■ **ABOUT THIS TASK**
Whenever a line in the data contains "FnOnce", show that line.
··· DATA RECORDS ···
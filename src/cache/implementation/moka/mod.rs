mod builder;
mod level;
mod weigher;

#[allow(unused_imports)]
pub use {builder::*, level::*, weigher::*};
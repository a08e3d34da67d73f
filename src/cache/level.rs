use super::{super::promise::*, error::*, fetchable::*};

use std::{ops::*, sync::*};

//
// CacheLevel
//

/// Cache level.
///
/// Levels are interchangeable wherever this capability is expected, whether they store values
/// (e.g. in memory) or only produce them (e.g. over the network), so that they can be composed
/// into pipelines regardless of storage or transport.
pub trait CacheLevel<KeyT>
where
    Self: 'static + Send + Sync,
    KeyT: Fetchable,
{
    /// Value.
    type Value: 'static + Clone + Send;

    /// Get a value.
    ///
    /// The returned [Deferred] settles exactly once, when the value is known or definitely
    /// unavailable.
    fn get(&self, key: &KeyT) -> Deferred<Self::Value, CacheError>;

    /// Get a value, with callbacks.
    ///
    /// Exactly one of the callbacks will be called, exactly once, unless the request is
    /// cancelled, in which case neither will be.
    fn get_with<OnSuccessT, OnFailureT>(
        &self,
        key: &KeyT,
        on_success: OnSuccessT,
        on_failure: OnFailureT,
    ) -> Deferred<Self::Value, CacheError>
    where
        Self: Sized,
        OnSuccessT: 'static + FnOnce(Self::Value) + Send,
        OnFailureT: 'static + FnOnce(CacheError) + Send,
    {
        let deferred = self.get(key);
        deferred.on_success(on_success).on_failure(on_failure);
        deferred
    }

    /// Set a value.
    ///
    /// Best-effort. Levels that only produce values may ignore it.
    fn set(&self, value: Self::Value, key: &KeyT);

    /// Drop all state owned by this level.
    fn clear(&self);

    /// Memory is low.
    ///
    /// Levels with bounded in-memory storage should evict.
    fn on_memory_warning(&self);
}

impl<KeyT, CacheLevelT> CacheLevel<KeyT> for Arc<CacheLevelT>
where
    KeyT: Fetchable,
    CacheLevelT: CacheLevel<KeyT>,
{
    type Value = CacheLevelT::Value;

    fn get(&self, key: &KeyT) -> Deferred<Self::Value, CacheError> {
        self.deref().get(key)
    }

    fn set(&self, value: Self::Value, key: &KeyT) {
        self.deref().set(value, key)
    }

    fn clear(&self) {
        self.deref().clear()
    }

    fn on_memory_warning(&self) {
        self.deref().on_memory_warning()
    }
}
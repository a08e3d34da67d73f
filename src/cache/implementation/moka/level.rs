use super::{
    super::super::{super::promise::*, error::*, fetchable::*, level::*, weight::*},
    builder::*,
};

use {moka::sync::Cache, std::fmt};

//
// MemoryLevel
//

/// In-memory [CacheLevel] backed by Moka.
///
/// Note that it is based on the `sync` version of Moka cache rather than its `future` version,
/// because [CacheLevel::get] returns a [Deferred] without awaiting anything.
///
/// Cloning is cheap and clones refer to the same storage.
#[derive(Clone)]
pub struct MemoryLevel<ValueT> {
    cache: Cache<String, ValueT>,
}

impl<ValueT> MemoryLevel<ValueT>
where
    ValueT: 'static + Clone + Send + Sync,
{
    /// Constructor.
    pub fn new(cache: Cache<String, ValueT>) -> Self {
        Self { cache }
    }

    /// Constructor with a [CacheWeight] weigher.
    ///
    /// Note that `max_capacity` is not a promise for the actual maximum memory use, but is rather
    /// a limit for the total of cache entry weights.
    pub fn with_max_capacity(max_capacity: u64) -> Self
    where
        ValueT: CacheWeight,
    {
        Self::new(
            Cache::<String, ValueT>::builder()
                .name("memory")
                .for_payload()
                .max_capacity(max_capacity)
                .eviction_listener(|key, _value, cause| {
                    tracing::debug!("evict ({:?}): {}", cause, key);
                })
                .build(),
        )
    }

    /// Number of stored entries.
    ///
    /// Runs pending maintenance first, so that the count is accurate.
    pub fn entry_count(&self) -> u64 {
        self.cache.run_pending_tasks();
        self.cache.entry_count()
    }
}

impl<ValueT> fmt::Debug for MemoryLevel<ValueT>
where
    ValueT: 'static + Clone + fmt::Debug + Send + Sync,
{
    fn fmt(&self, formatter: &mut fmt::Formatter) -> fmt::Result {
        formatter
            .debug_struct("MemoryLevel")
            .field("name", &self.cache.name())
            .field("entry_count", &self.cache.entry_count())
            .finish()
    }
}

impl<KeyT, ValueT> CacheLevel<KeyT> for MemoryLevel<ValueT>
where
    KeyT: Fetchable,
    ValueT: 'static + Clone + Send + Sync,
{
    type Value = ValueT;

    fn get(&self, key: &KeyT) -> Deferred<ValueT, CacheError> {
        let key = key.fetchable_key();
        match self.cache.get(key) {
            Some(value) => {
                tracing::debug!("hit: {}", key);
                Deferred::succeeded(value)
            }

            None => {
                tracing::debug!("miss: {}", key);
                Deferred::failed(CacheError::NotFound)
            }
        }
    }

    fn set(&self, value: ValueT, key: &KeyT) {
        self.cache.insert(key.fetchable_key().into(), value)
    }

    fn clear(&self) {
        self.cache.invalidate_all()
    }

    fn on_memory_warning(&self) {
        tracing::info!("memory warning: evicting {} entries", self.cache.entry_count());
        self.cache.invalidate_all();
        self.cache.run_pending_tasks()
    }
}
···
■ **WRITTEN SOLUTION**
        OnSuccessT: 'static + FnOnce(Self::Value) + Send,
        OnFailureT: 'static + FnOnce(CacheError) + Send,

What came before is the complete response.